[ANN] numscons 0.3.0 release

Hi, I've just released the 0.3.0 release of numscons, an alternative build system for numpy. The tarballs are available on launchpad. https://launchpad.net/numpy.scons.support/0.3/0.3.0 To use it, you need to get the build_with_scons numpy branch: see http://projects.scipy.org/scipy/numpy/wiki/NumpyScons for more details. This release is an important milestone: - all regressions because of the split from numpy are fixed. - it can build numpy on linux (gcc/intel), mac os X (gcc), windows (mingw) and solaris (Sun compilers). - mkl, sunperf, accelerate/vecLib frameworks and ATLAS should work on the platforms where it makes sense. - a lot of internal changes: some basic unittest, a total revamp of the code to check for performance libraries. - almost all changes necessary to scons code are now included upstream, or pending review.
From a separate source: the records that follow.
//! Editor session: the operations a presentation layer drives.
//!
//! Holds at most one open form. Opening a new form replaces the old one.

use tracing::{debug, instrument};

use crate::application::services::tree::{MutationOutcome, TreeService};
use crate::application::{ApplicationError, ApplicationResult};
use crate::domain::{
    DomainError, ExpansionSet, FormMode, HierarchyNode, NodeForm, NodeId, NodeType,
};

pub struct EditorSession {
    service: TreeService,
    pending: Option<FormMode>,
}

impl EditorSession {
    pub fn new(service: TreeService) -> Self {
        Self {
            service,
            pending: None,
        }
    }

    pub fn service(&self) -> &TreeService {
        &self.service
    }

    pub fn service_mut(&mut self) -> &mut TreeService {
        &mut self.service
    }

    pub fn into_service(self) -> TreeService {
        self.service
    }

    /// Open the add form below `parent_id` (`None` for a new root).
    ///
    /// The type is pre-filled with the level below the parent.
    pub fn on_add(&mut self, parent_id: Option<NodeId>) -> ApplicationResult<NodeForm> {
        let default_type = match parent_id {
            None => NodeType::Institute,
            Some(pid) => {
                let parent = self
                    .service
                    .get(pid)
                    .ok_or(ApplicationError::NodeNotFound(pid))?;
                parent.node_type.child_type().unwrap_or_default()
            }
        };
        let mode = FormMode::Add { parent_id };
        let form = mode.prefill(default_type);
        self.pending = Some(mode);
        Ok(form)
    }

    /// Open the edit form for `id`, pre-filled with its current values.
    ///
    /// Unknown ids open nothing.
    pub fn on_edit(&mut self, id: NodeId) -> Option<NodeForm> {
        let node = self.service.get(id)?.clone();
        let mode = FormMode::Edit { node };
        let form = mode.prefill(NodeType::default());
        self.pending = Some(mode);
        Some(form)
    }

    pub fn on_delete(&mut self, id: NodeId) -> ApplicationResult<MutationOutcome> {
        self.service.delete(id)
    }

    pub fn on_toggle_expand(&mut self, id: NodeId) -> bool {
        self.service.toggle_expand(id)
    }

    /// Validate and apply the open form.
    ///
    /// The form stays open when validation or the mutation fails.
    #[instrument(level = "debug", skip(self, form))]
    pub fn submit(&mut self, form: &NodeForm) -> ApplicationResult<MutationOutcome> {
        let mode = self.pending.as_ref().ok_or(ApplicationError::NoPendingForm)?;
        let validated = form.validate().map_err(DomainError::from)?;

        let outcome = match mode {
            FormMode::Add { parent_id } => {
                let parent_id = parent_id.map(|pid| self.service.current_id(pid));
                let node = validated.into_node(self.service.generate_id(), parent_id);
                debug!("submit: add {}", node);
                self.service.add(node)?
            }
            FormMode::Edit { node } => {
                // The backend may have replaced the id since the form opened
                let id = self.service.current_id(node.id);
                let base = self.service.get(id).unwrap_or(node);
                let updated = validated.apply_to(base);
                debug!("submit: edit {}", updated);
                self.service.edit(updated)?
            }
        };
        self.pending = None;
        Ok(outcome)
    }

    pub fn cancel(&mut self) {
        self.pending = None;
    }

    pub fn pending(&self) -> Option<&FormMode> {
        self.pending.as_ref()
    }

    pub fn hierarchy(&self) -> Vec<HierarchyNode> {
        self.service.hierarchy()
    }

    pub fn expansion(&self) -> &ExpansionSet {
        self.service.expansion()
    }

    pub fn revision(&self) -> u64 {
        self.service.revision()
    }
}

#[cfg(test)]
mod tests {
    use std::sync::Arc;

    use super::*;
    use crate::application::services::sync::{SyncOptions, SyncPolicy};
    use crate::domain::TreeNode;
    use crate::infrastructure::MemoryRemoteStore;

    fn session() -> EditorSession {
        let remote = Arc::new(MemoryRemoteStore::new());
        let mut service = TreeService::new(
            remote,
            SyncPolicy::OptimisticNoRollback,
            SyncOptions::default(),
        );
        service.set_all(vec![
            TreeNode::new(1, "Inst", "An institute", NodeType::Institute, None),
            TreeNode::new(2, "Sch", "A school", NodeType::School, Some(1)),
        ]);
        EditorSession::new(service)
    }

    #[test]
    fn given_school_parent_when_opening_add_then_type_is_department() {
        let mut s = session();

        let form = s.on_add(Some(2)).unwrap();

        assert_eq!(form.node_type, "department");
        assert!(form.name.is_empty());
    }

    #[test]
    fn given_invalid_form_when_submitting_then_form_stays_open() {
        let mut s = session();
        s.on_add(None).unwrap();

        let result = s.submit(&NodeForm::new("", "tiny", "institute"));

        assert!(result.is_err());
        assert!(s.pending().is_some());
        assert_eq!(s.service().nodes().len(), 2);
    }

    #[test]
    fn given_edit_form_when_submitting_then_id_and_parent_preserved() {
        let mut s = session();
        let mut form = s.on_edit(2).unwrap();
        form.name = "Renamed".into();

        s.submit(&form).unwrap();

        let node = s.service().get(2).unwrap();
        assert_eq!(node.name, "Renamed");
        assert_eq!(node.parent_id, Some(1));
        assert!(s.pending().is_none());
    }

    #[test]
    fn given_no_open_form_when_submitting_then_error() {
        let mut s = session();

        let result = s.submit(&NodeForm::new("Name", "valid text", "school"));

        assert!(matches!(result, Err(ApplicationError::NoPendingForm)));
    }
}
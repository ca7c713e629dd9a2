//! Application layer: services and use cases
//!
//! This layer orchestrates domain logic and depends on the `RemoteStore` trait.

pub mod error;
pub mod services;

pub use error::{ApplicationError, ApplicationResult};
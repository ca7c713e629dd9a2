//! Integration tests for the editor session (the operations a UI drives).

use std::sync::Arc;

use orgtree::application::services::{
    EditorSession, MutationOutcome, SyncOptions, SyncPolicy, TreeService,
};
use orgtree::application::ApplicationError;
use orgtree::domain::{DomainError, FormMode, NodeForm, NodeType};
use orgtree::infrastructure::{MemoryRemoteStore, RemoteCall};
use orgtree::util::testing;

#[ctor::ctor]
fn init() {
    testing::init_test_setup();
}

fn session(policy: SyncPolicy) -> (Arc<MemoryRemoteStore>, EditorSession) {
    let remote = Arc::new(MemoryRemoteStore::with_nodes(testing::sample_nodes()));
    let mut service = TreeService::new(remote.clone(), policy, SyncOptions::default());
    service.load().expect("load sample");
    (remote, EditorSession::new(service))
}

#[test]
fn given_add_form_when_submitting_then_node_created_under_parent() {
    // Arrange
    let (remote, mut session) = session(SyncPolicy::OptimisticNoRollback);
    let mut form = session.on_add(Some(3)).unwrap();
    form.name = "Grace Hopper".into();
    form.description = "Teaches compilers".into();

    // Act
    let outcome = session.submit(&form).unwrap();
    session.service_mut().flush();

    // Assert: type defaulted to the level below a department
    assert_eq!(outcome, MutationOutcome::Applied);
    let added = session.service().nodes().last().unwrap().clone();
    assert_eq!(added.node_type, NodeType::Teacher);
    assert_eq!(added.parent_id, Some(3));
    assert!(remote.calls().contains(&RemoteCall::Create(added.id)));
    let forest = session.hierarchy();
    let dept = forest[0].find(3).unwrap();
    assert_eq!(dept.children.last().unwrap().id(), added.id);
}

#[test]
fn given_root_add_form_when_opening_then_defaults_to_institute() {
    // Arrange
    let (_remote, mut session) = session(SyncPolicy::OptimisticNoRollback);

    // Act
    let form = session.on_add(None).unwrap();

    // Assert
    assert_eq!(form.node_type, "institute");
    assert_eq!(session.pending(), Some(&FormMode::Add { parent_id: None }));
}

#[test]
fn given_unknown_parent_when_opening_add_then_not_found() {
    // Arrange
    let (_remote, mut session) = session(SyncPolicy::OptimisticNoRollback);

    // Act
    let result = session.on_add(Some(99));

    // Assert
    assert!(matches!(result, Err(ApplicationError::NodeNotFound(99))));
    assert!(session.pending().is_none());
}

#[test]
fn given_invalid_fields_when_submitting_then_every_field_reported() {
    // Arrange
    let (_remote, mut session) = session(SyncPolicy::OptimisticNoRollback);
    session.on_add(None).unwrap();
    let form = NodeForm::new("x".repeat(51), "abc", "faculty");

    // Act
    let result = session.submit(&form);

    // Assert
    match result {
        Err(ApplicationError::Domain(DomainError::InvalidForm(e))) => {
            assert!(e.has_field("name"));
            assert!(e.has_field("description"));
            assert!(e.has_field("type"));
        }
        other => panic!("expected form error, got {other:?}"),
    }
    assert_eq!(session.service().nodes().len(), 4);
}

#[test]
fn given_edit_form_when_opening_then_prefilled_from_node() {
    // Arrange
    let (_remote, mut session) = session(SyncPolicy::OptimisticNoRollback);

    // Act
    let form = session.on_edit(2).unwrap();

    // Assert
    assert_eq!(form.name, "School of Science");
    assert_eq!(form.description, "Natural sciences");
    assert_eq!(form.node_type, "school");
    assert!(session.pending().unwrap().is_edit());
}

#[test]
fn given_unknown_id_when_opening_edit_then_nothing_opens() {
    // Arrange
    let (_remote, mut session) = session(SyncPolicy::OptimisticNoRollback);

    // Act
    let form = session.on_edit(42);

    // Assert
    assert!(form.is_none());
    assert!(session.pending().is_none());
}

#[test]
fn given_open_form_when_cancelling_then_nothing_changes() {
    // Arrange
    let (remote, mut session) = session(SyncPolicy::OptimisticNoRollback);
    session.on_edit(2).unwrap();
    let revision = session.revision();

    // Act
    session.cancel();
    session.service_mut().flush();

    // Assert
    assert!(session.pending().is_none());
    assert_eq!(session.revision(), revision);
    assert_eq!(remote.calls(), vec![RemoteCall::FetchAll]);
}

#[test]
fn given_expanded_node_when_deleting_then_expansion_entry_retired() {
    // Arrange
    let (_remote, mut session) = session(SyncPolicy::OptimisticNoRollback);
    assert!(session.on_toggle_expand(4));

    // Act
    let outcome = session.on_delete(4).unwrap();

    // Assert
    assert_eq!(outcome, MutationOutcome::Applied);
    assert!(!session.expansion().is_expanded(4));
}

#[test]
fn given_pessimistic_policy_when_backend_rejects_then_form_stays_open() {
    // Arrange
    let (remote, mut session) = session(SyncPolicy::Pessimistic);
    remote.set_fail_writes(true);
    let mut form = session.on_edit(2).unwrap();
    form.name = "Never saved".into();

    // Act
    let result = session.submit(&form);

    // Assert
    assert!(matches!(result, Err(ApplicationError::Remote(_))));
    assert!(session.pending().is_some());
    assert_eq!(session.service().get(2).unwrap().name, "School of Science");
}

#[test]
fn given_id_replaced_by_backend_while_edit_form_open_when_submitting_then_edits_new_id() {
    // Arrange: a node is added and its edit form opened before the create is confirmed
    let (remote, mut session) = session(SyncPolicy::OptimisticNoRollback);
    remote.assign_ids_from(500);
    let mut form = session.on_add(Some(3)).unwrap();
    form.name = "Grace Hopper".into();
    form.description = "Teaches compilers".into();
    session.submit(&form).unwrap();
    let temp_id = session.service().nodes().last().unwrap().id;
    let mut edit = session.on_edit(temp_id).unwrap();
    edit.name = "Rear Admiral Hopper".into();

    // Act
    session.service_mut().flush();
    let outcome = session.submit(&edit).unwrap();
    session.service_mut().flush();

    // Assert
    assert_eq!(outcome, MutationOutcome::Applied);
    let node = session.service().get(500).unwrap();
    assert_eq!(node.name, "Rear Admiral Hopper");
    assert_eq!(node.parent_id, Some(3));
    assert!(remote.calls().contains(&RemoteCall::Update(500)));
    assert!(session.service().failures().is_empty());
}

#[test]
fn given_parent_id_replaced_while_add_form_open_when_submitting_then_attached_to_new_id() {
    // Arrange
    let (remote, mut session) = session(SyncPolicy::OptimisticNoRollback);
    remote.assign_ids_from(500);
    let mut form = session.on_add(Some(2)).unwrap();
    form.name = "Chemistry".into();
    form.description = "Chemistry department".into();
    session.submit(&form).unwrap();
    let temp_id = session.service().nodes().last().unwrap().id;
    let mut child = session.on_add(Some(temp_id)).unwrap();
    child.name = "Marie Curie".into();
    child.description = "Teaches radiochemistry".into();

    // Act
    session.service_mut().flush();
    session.submit(&child).unwrap();
    session.service_mut().flush();

    // Assert
    let added = session.service().get(501).unwrap();
    assert_eq!(added.parent_id, Some(500));
    assert!(session.service().failures().is_empty());
}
If you test it and has problems building numpy, please submit a bug to launchpad: https://bugs.launchpad.net/numpy.scons.support/0.3/ Thanks, David

Hi David On Thu, Jan 24, 2008 at 12:34:56AM +0900, David Cournapeau wrote:
I've just released the 0.3.0 release of numscons, an alternative build system for numpy. The tarballs are available on launchpad.
https://launchpad.net/numpy.scons.support/0.3/0.3.0
To use it, you need to get the build_with_scons numpy branch: see http://projects.scipy.org/scipy/numpy/wiki/NumpyScons for more details.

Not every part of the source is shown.